Ogni famiglia cecena è infelice, e lo è allo stesso modo. Noi pensavamo di poter dare una voce e un kalašnikov alla furia delle madri […] Chi lotta per la sua terra è sempre dalla parte della ragione.

I sopravvissuti potranno diventare mostri come i carnefici o soccombere, penso sia questa la sua idea di vendetta.

Ma la luce è sempre presente: la famigerata palestra che imprigiona gli ostaggi è illuminata da quella naturale del sole e il profumo dei fiori, anche se vago, è sempre presente nell’aria. Il nero è lasciato alle divise dei terroristi, ai corridoi bui dove si consumano gli omicidi, è il colore dei muri della scuola dopo la fine dell’assedio mentre un altro occhio di bue teatrale accoglie il prete confessore all’uscita della cella del protagonista. La realtà dei fatti sembra rendere netta la divisione tra colpevoli e innocenti, tra il giorno e la notte, e fa pensare di poter quantificare il male.

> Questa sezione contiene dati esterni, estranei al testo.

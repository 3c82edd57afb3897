use chrono::{DateTime, FixedOffset};

/// One normalized OHLCV interval, with its open time in the report's
/// display timezone.
#[derive(Debug, Clone)]
pub struct Candle {
    pub open_time: DateTime<FixedOffset>,
    pub open: f64,
    pub high: f64,
    pub low: f64,
    pub close: f64,
    pub volume: f64,
}

impl Candle {
    /// A flat candle (close == open) counts as bullish.
    pub fn is_bullish(&self) -> bool {
        self.close >= self.open
    }

    pub fn body_low(&self) -> f64 {
        self.open.min(self.close)
    }

    pub fn body_high(&self) -> f64 {
        self.open.max(self.close)
    }
}
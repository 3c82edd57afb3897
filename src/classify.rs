use crate::model::candle::Candle;

/// IBS at or above this on a bullish candle upgrades it to StrongBullish.
pub const STRONG_BULLISH_IBS: f64 = 69.0;
/// IBS at or below this on a bearish candle upgrades it to StrongBearish.
pub const STRONG_BEARISH_IBS: f64 = 31.0;

/// Draw category for one candle.
#[derive(Debug, Clone, Copy, PartialEq, Eq)]
pub enum CandleClass {
    Bullish,
    Bearish,
    StrongBullish,
    StrongBearish,
}

/// Classify a candle from its body direction and IBS value.
///
/// Pure function of (open, close, ibs); an undefined IBS (zero true range)
/// matches neither strong branch and leaves the base class in place.
pub fn classify(candle: &Candle, ibs: Option<f64>) -> CandleClass {
    let bullish = candle.is_bullish();
    match ibs {
        Some(v) if bullish && v >= STRONG_BULLISH_IBS => CandleClass::StrongBullish,
        Some(v) if !bullish && v <= STRONG_BEARISH_IBS => CandleClass::StrongBearish,
        _ => {
            if bullish {
                CandleClass::Bullish
            } else {
                CandleClass::Bearish
            }
        }
    }
}
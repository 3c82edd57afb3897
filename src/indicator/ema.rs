/// Exponential Moving Average, recursive form.
///
/// The first pushed value seeds the recursion directly (pandas
/// `ewm(span, adjust=False)` semantics), so every push yields a value and
/// the output sequence stays index-aligned with the input.
#[derive(Debug, Clone)]
pub struct Ema {
    period: usize,
    multiplier: f64,
    ema: Option<f64>,
}

impl Ema {
    pub fn new(period: usize) -> Self {
        assert!(period > 0, "EMA period must be > 0");
        Self {
            period,
            multiplier: 2.0 / (period as f64 + 1.0),
            ema: None,
        }
    }

    /// Push a new value and return the updated EMA.
    pub fn push(&mut self, value: f64) -> f64 {
        let new_ema = match self.ema {
            Some(prev) => (value - prev) * self.multiplier + prev,
            None => value,
        };
        self.ema = Some(new_ema);
        new_ema
    }

    pub fn value(&self) -> Option<f64> {
        self.ema
    }

    pub fn period(&self) -> usize {
        self.period
    }
}

#[cfg(test)]
mod tests {
    use super::*;

    #[test]
    fn first_push_seeds_from_value() {
        let mut ema = Ema::new(20);
        assert_eq!(ema.value(), None);
        assert!((ema.push(100.0) - 100.0).abs() < f64::EPSILON);
        assert!((ema.value().unwrap() - 100.0).abs() < f64::EPSILON);
    }

    #[test]
    fn recursive_update() {
        // period 3 -> multiplier 0.5
        let mut ema = Ema::new(3);
        ema.push(2.0);
        assert!((ema.push(4.0) - 3.0).abs() < f64::EPSILON);
        assert!((ema.push(5.0) - 4.0).abs() < f64::EPSILON);
    }

    #[test]
    fn constant_input_is_fixed_point() {
        let mut ema = Ema::new(20);
        for _ in 0..50 {
            assert!((ema.push(42.0) - 42.0).abs() < 1e-12);
        }
    }

    #[test]
    #[should_panic(expected = "EMA period must be > 0")]
    fn zero_period_panics() {
        Ema::new(0);
    }
}
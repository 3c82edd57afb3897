/// Internal Bar Strength: where the close sits within the candle's range,
/// scaled to [0, 100].
///
/// A zero true range (high == low) makes the ratio undefined; that case
/// returns `None` rather than NaN so downstream classification can treat
/// it as "no strong signal".
pub fn ibs(high: f64, low: f64, close: f64) -> Option<f64> {
    let range = high - low;
    if range == 0.0 {
        return None;
    }
    Some((close - low) / range * 100.0)
}
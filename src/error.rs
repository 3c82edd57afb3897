use chrono::NaiveDate;
use thiserror::Error;

#[derive(Error, Debug)]
pub enum AppError {
    #[error("config error: {0}")]
    Config(String),

    #[error("no kline data for {symbol} on {date}")]
    EmptyInput { symbol: String, date: NaiveDate },

    #[error("malformed kline record: {0}")]
    MalformedKline(String),

    #[error("binance API error (code {code}): {msg}")]
    BinanceApi { code: i64, msg: String },

    #[error("HTTP error: {0}")]
    Http(#[from] reqwest::Error),

    #[error("JSON parse error: {0}")]
    Json(#[from] serde_json::Error),

    #[error("chart render error: {0}")]
    Render(String),

    #[error("email error: {0}")]
    Email(String),

    #[error("IO error: {0}")]
    Io(#[from] std::io::Error),
}
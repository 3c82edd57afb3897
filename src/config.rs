use anyhow::{bail, Context, Result};
use chrono::FixedOffset;
use serde::Deserialize;
use std::path::Path;

use crate::chart::ChartStyle;

#[derive(Debug, Clone, Deserialize)]
pub struct Config {
    pub binance: BinanceConfig,
    pub report: ReportConfig,
    pub chart: ChartConfig,
    pub email: EmailConfig,
    pub logging: LoggingConfig,
}

#[derive(Debug, Clone, Deserialize)]
pub struct BinanceConfig {
    pub rest_base_url: String,
    pub symbol: String,
    pub kline_interval: String,
}

#[derive(Debug, Clone, Deserialize)]
pub struct ReportConfig {
    /// Display timezone as whole hours east of UTC (8 = UTC+08:00).
    pub tz_offset_hours: i32,
    pub output_dir: String,
}

#[derive(Debug, Clone, Deserialize)]
pub struct ChartConfig {
    pub width: u32,
    pub height: u32,
    pub font_family: String,
}

#[derive(Debug, Clone, Deserialize)]
pub struct EmailConfig {
    pub enabled: bool,
    pub smtp_host: String,
    pub smtp_port: u16,
    #[serde(skip)]
    pub address: String,
    #[serde(skip)]
    pub auth_code: String,
}

#[derive(Debug, Clone, Deserialize)]
pub struct LoggingConfig {
    pub level: String,
}

/// Parse a Binance kline interval string (e.g. "1s", "1m", "1h", "1d", "1w", "1M") into milliseconds.
pub fn parse_interval_ms(s: &str) -> Result<u64> {
    if s.len() < 2 {
        bail!("invalid interval '{}': expected format like '15m'", s);
    }

    let (num_str, suffix) = s.split_at(s.len() - 1);
    let n: u64 = num_str.parse().with_context(|| {
        format!(
            "invalid interval '{}': quantity must be a positive integer",
            s
        )
    })?;
    if n == 0 {
        bail!("invalid interval '{}': quantity must be > 0", s);
    }

    let unit_ms = match suffix {
        "s" => 1_000,
        "m" => 60_000,
        "h" => 3_600_000,
        "d" => 86_400_000,
        "w" => 7 * 86_400_000,
        "M" => 30 * 86_400_000,
        _ => bail!(
            "invalid interval '{}': unsupported suffix '{}', expected one of s/m/h/d/w/M",
            s,
            suffix
        ),
    };

    n.checked_mul(unit_ms)
        .with_context(|| format!("invalid interval '{}': value is too large", s))
}

impl BinanceConfig {
    pub fn kline_interval_ms(&self) -> Result<u64> {
        parse_interval_ms(&self.kline_interval)
    }
}

impl ReportConfig {
    pub fn display_tz(&self) -> Result<FixedOffset> {
        FixedOffset::east_opt(self.tz_offset_hours * 3600).with_context(|| {
            format!(
                "report.tz_offset_hours is out of range: {}",
                self.tz_offset_hours
            )
        })
    }
}

impl ChartConfig {
    pub fn style(&self) -> ChartStyle {
        ChartStyle {
            width: self.width,
            height: self.height,
            font_family: self.font_family.clone(),
            ..ChartStyle::default()
        }
    }
}

impl Config {
    pub fn load() -> Result<Self> {
        dotenvy::dotenv().ok();

        let config_path = Path::new("config/default.toml");
        let config_str = std::fs::read_to_string(config_path)
            .with_context(|| format!("failed to read {}", config_path.display()))?;

        let mut config: Config =
            toml::from_str(&config_str).context("failed to parse config/default.toml")?;

        if config.email.enabled {
            config.email.address =
                std::env::var("EMAIL").context("EMAIL not set in .env or environment")?;
            config.email.auth_code = std::env::var("EMAIL_AUTH_CODE")
                .context("EMAIL_AUTH_CODE not set in .env or environment")?;
        }

        config
            .binance
            .kline_interval_ms()
            .context("binance.kline_interval is invalid")?;
        config
            .report
            .display_tz()
            .context("report.tz_offset_hours is invalid")?;

        Ok(config)
    }
}
use chrono::{Days, FixedOffset, NaiveDate};

use crate::classify::{classify, CandleClass, STRONG_BEARISH_IBS, STRONG_BULLISH_IBS};
use crate::indicator::ema::Ema;
use crate::indicator::ibs::ibs;
use crate::model::candle::Candle;

/// Smoothing span for the report's EMA overlay.
pub const EMA_SPAN: usize = 20;

/// One candle with its derived indicators and draw category attached.
#[derive(Debug, Clone)]
pub struct ReportCandle {
    pub candle: Candle,
    pub ibs: Option<f64>,
    pub ema20: f64,
    pub class: CandleClass,
}

/// Run the indicator and classification pass over a normalized sequence.
///
/// Single forward pass; the EMA is computed by position over whatever
/// candles exist, so wall-clock gaps in the series do not affect it. The
/// output is index-aligned with the input.
pub fn analyze(candles: Vec<Candle>) -> Vec<ReportCandle> {
    let mut ema = Ema::new(EMA_SPAN);
    candles
        .into_iter()
        .map(|candle| {
            let ibs = ibs(candle.high, candle.low, candle.close);
            let ema20 = ema.push(candle.close);
            let class = classify(&candle, ibs);
            ReportCandle {
                candle,
                ibs,
                ema20,
                class,
            }
        })
        .collect()
}

/// Plain-text body for the report notification: the covered window plus
/// the color legend.
pub fn summary_text(symbol: &str, interval: &str, date: NaiveDate, tz: FixedOffset) -> String {
    let next = date.checked_add_days(Days::new(1)).unwrap_or(date);
    format!(
        "Attached: {symbol} {interval} candlestick chart for {date} 00:00 \
         to {next} 00:00 (UTC{tz}).\n\
         \n\
         Legend:\n\
         - blue: bullish candle with IBS >= {bull:.0}\n\
         - red: bearish candle with IBS <= {bear:.0}\n\
         - orange line: EMA{span}\n",
        bull = STRONG_BULLISH_IBS,
        bear = STRONG_BEARISH_IBS,
        span = EMA_SPAN,
    )
}
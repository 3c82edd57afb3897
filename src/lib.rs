pub mod binance;
pub mod chart;
pub mod classify;
pub mod config;
pub mod email;
pub mod error;
pub mod indicator;
pub mod model;
pub mod normalize;
pub mod pipeline;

Tuttavia, il memoriale di Marat incoraggia piano, piano il lettore a chiedersi se sia possibile provare a capire le ragioni del mostro perché una strage di bambini deve in qualche modo essere giustificata, richiede un senso. Ho trovato un po’ sentimentale questo aspetto del libro così come la necessità di fare riconoscere all’assassino la propria colpa in vista di una cristiana redenzione ma il percorso psicologico che compie, reso con dialoghi veri e irreali oltre che con immagini è valso la lettura. Complice anche il linguaggio di Tarabbia, essenziale e angosciante, adatto a questo doloroso romanzo.

Personalmente, Il demone a Beslan mi ha spinta a documentarmi sulla strage per capire come fossero andate le cose, al di là della fantasia e del messaggio costruttivo dell’autore. Sul sito rt.com è possibile leggere la storia del vero terrorista sopravvissuto (Nurpashi Kulaev) e visionare il documentario Letters to a terrorist. Altri documentari sono: Beslan. Remember di Yury Dud e Beslan di Alexander Rogatkin, entrambi disponibili su YouTube, il primo con sottotitoli in inglese, il secondo solo in lingua originale.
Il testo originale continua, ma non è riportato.